**Records to use**
·····

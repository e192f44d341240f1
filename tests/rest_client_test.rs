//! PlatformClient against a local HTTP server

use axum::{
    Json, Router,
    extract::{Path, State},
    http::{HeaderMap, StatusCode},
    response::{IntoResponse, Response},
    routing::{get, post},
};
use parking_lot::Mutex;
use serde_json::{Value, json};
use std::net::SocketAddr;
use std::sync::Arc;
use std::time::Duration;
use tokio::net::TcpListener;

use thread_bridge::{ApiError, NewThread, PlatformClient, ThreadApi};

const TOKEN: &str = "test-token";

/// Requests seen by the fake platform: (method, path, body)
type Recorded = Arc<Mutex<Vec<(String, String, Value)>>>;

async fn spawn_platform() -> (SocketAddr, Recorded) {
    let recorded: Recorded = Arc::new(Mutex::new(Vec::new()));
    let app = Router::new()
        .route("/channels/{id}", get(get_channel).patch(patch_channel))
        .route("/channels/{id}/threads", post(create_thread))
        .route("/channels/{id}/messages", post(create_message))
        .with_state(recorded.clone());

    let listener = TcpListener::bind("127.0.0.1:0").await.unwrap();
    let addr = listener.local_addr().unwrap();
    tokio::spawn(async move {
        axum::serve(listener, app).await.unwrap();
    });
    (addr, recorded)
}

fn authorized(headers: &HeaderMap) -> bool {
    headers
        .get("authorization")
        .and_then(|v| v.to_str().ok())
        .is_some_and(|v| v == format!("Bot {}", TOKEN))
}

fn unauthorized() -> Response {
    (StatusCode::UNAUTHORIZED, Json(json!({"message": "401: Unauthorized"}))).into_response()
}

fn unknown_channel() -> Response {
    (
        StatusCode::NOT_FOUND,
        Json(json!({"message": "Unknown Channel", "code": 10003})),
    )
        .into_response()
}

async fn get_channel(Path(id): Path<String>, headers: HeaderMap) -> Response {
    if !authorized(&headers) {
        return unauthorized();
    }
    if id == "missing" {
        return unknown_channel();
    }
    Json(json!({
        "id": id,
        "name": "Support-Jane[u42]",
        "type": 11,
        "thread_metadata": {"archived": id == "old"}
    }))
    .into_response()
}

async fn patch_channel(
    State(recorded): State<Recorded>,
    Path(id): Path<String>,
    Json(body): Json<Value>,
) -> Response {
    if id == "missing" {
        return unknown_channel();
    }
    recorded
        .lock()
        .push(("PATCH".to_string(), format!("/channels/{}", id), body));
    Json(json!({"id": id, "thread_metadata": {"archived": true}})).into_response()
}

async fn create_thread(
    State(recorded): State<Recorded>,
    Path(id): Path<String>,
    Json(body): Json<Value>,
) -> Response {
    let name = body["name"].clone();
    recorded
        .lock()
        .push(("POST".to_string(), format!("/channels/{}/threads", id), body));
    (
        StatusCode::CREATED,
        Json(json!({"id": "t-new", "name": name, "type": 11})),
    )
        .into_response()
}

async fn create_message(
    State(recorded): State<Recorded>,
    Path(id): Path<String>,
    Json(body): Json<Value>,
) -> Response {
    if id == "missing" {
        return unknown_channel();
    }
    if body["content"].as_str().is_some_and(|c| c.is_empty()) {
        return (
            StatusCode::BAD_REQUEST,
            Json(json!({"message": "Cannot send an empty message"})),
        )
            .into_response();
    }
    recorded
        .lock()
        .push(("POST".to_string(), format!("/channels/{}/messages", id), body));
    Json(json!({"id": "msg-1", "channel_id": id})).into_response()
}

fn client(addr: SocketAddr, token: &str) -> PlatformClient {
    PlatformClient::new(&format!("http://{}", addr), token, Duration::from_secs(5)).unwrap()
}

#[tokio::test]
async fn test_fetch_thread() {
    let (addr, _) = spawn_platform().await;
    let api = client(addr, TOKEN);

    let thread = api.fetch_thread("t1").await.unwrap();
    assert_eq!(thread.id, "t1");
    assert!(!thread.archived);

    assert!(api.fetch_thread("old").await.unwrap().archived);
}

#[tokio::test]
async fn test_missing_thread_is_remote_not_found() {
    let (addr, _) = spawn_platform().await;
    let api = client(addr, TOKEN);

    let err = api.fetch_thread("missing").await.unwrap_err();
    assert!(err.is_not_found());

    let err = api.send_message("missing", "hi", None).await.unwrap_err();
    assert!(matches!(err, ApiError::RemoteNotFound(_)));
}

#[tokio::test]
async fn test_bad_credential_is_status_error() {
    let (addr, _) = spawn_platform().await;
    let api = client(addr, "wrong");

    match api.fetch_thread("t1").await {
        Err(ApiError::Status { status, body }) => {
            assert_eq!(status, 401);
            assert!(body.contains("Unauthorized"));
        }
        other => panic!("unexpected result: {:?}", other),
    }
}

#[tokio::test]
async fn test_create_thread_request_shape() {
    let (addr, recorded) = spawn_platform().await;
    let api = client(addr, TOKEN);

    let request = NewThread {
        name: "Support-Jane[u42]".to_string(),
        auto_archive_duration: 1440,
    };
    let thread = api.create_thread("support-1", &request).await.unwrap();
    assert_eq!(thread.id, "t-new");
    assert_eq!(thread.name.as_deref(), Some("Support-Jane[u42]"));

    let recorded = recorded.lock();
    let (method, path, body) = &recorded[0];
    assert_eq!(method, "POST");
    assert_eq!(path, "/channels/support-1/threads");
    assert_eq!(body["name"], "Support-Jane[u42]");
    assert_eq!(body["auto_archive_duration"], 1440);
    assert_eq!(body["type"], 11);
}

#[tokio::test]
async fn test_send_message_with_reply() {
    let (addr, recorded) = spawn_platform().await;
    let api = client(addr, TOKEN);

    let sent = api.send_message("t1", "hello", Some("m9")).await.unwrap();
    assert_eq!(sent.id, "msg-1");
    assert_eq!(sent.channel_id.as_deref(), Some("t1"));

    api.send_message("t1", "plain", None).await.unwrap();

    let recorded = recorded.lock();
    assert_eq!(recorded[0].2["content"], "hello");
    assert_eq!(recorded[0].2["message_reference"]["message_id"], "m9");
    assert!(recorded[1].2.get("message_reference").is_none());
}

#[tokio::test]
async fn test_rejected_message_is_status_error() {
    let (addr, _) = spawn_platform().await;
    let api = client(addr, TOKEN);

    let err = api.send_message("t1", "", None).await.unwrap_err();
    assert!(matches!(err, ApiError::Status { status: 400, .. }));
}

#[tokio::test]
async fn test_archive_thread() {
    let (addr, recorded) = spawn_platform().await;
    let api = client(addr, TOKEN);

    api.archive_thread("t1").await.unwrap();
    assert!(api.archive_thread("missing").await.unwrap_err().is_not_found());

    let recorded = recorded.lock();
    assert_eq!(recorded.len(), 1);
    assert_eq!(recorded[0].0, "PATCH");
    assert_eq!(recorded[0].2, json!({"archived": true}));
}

·····

**Work instructions**
Nothing should be returned except the lines from the first line of the data above through the line with "let addr = listener.local_addr().unwrap();", each one exact.

**Result of this task**
repository e192f44d341240f1
filename tests/rest_client_test.rs
//! PlatformClient against a local HTTP server

use axum::{
    Json, Router,
    extract::{Path, State},
    http::{HeaderMap, StatusCode},
    response::{IntoResponse, Response},
    routing::{get, post},
};
use parking_lot::Mutex;
use serde_json::{Value, json};
use std::net::SocketAddr;
use std::sync::Arc;
use std::time::Duration;
use tokio::net::TcpListener;

use thread_bridge::{ApiError, NewThread, PlatformClient, ThreadApi};

const TOKEN: &str = "test-token";

/// Requests seen by the fake platform: (method, path, body)
type Recorded = Arc<Mutex<Vec<(String, String, Value)>>>;

async fn spawn_platform() -> (SocketAddr, Recorded) {
    let recorded: Recorded = Arc::new(Mutex::new(Vec::new()));
    let app = Router::new()
        .route("/channels/{id}", get(get_channel).patch(patch_channel))
        .route("/channels/{id}/threads", post(create_thread))
        .route("/channels/{id}/messages", post(create_message))
        .with_state(recorded.clone());

    let listener = TcpListener::bind("127.0.0.1:0").await.unwrap();
    let addr = listener.local_addr().unwrap();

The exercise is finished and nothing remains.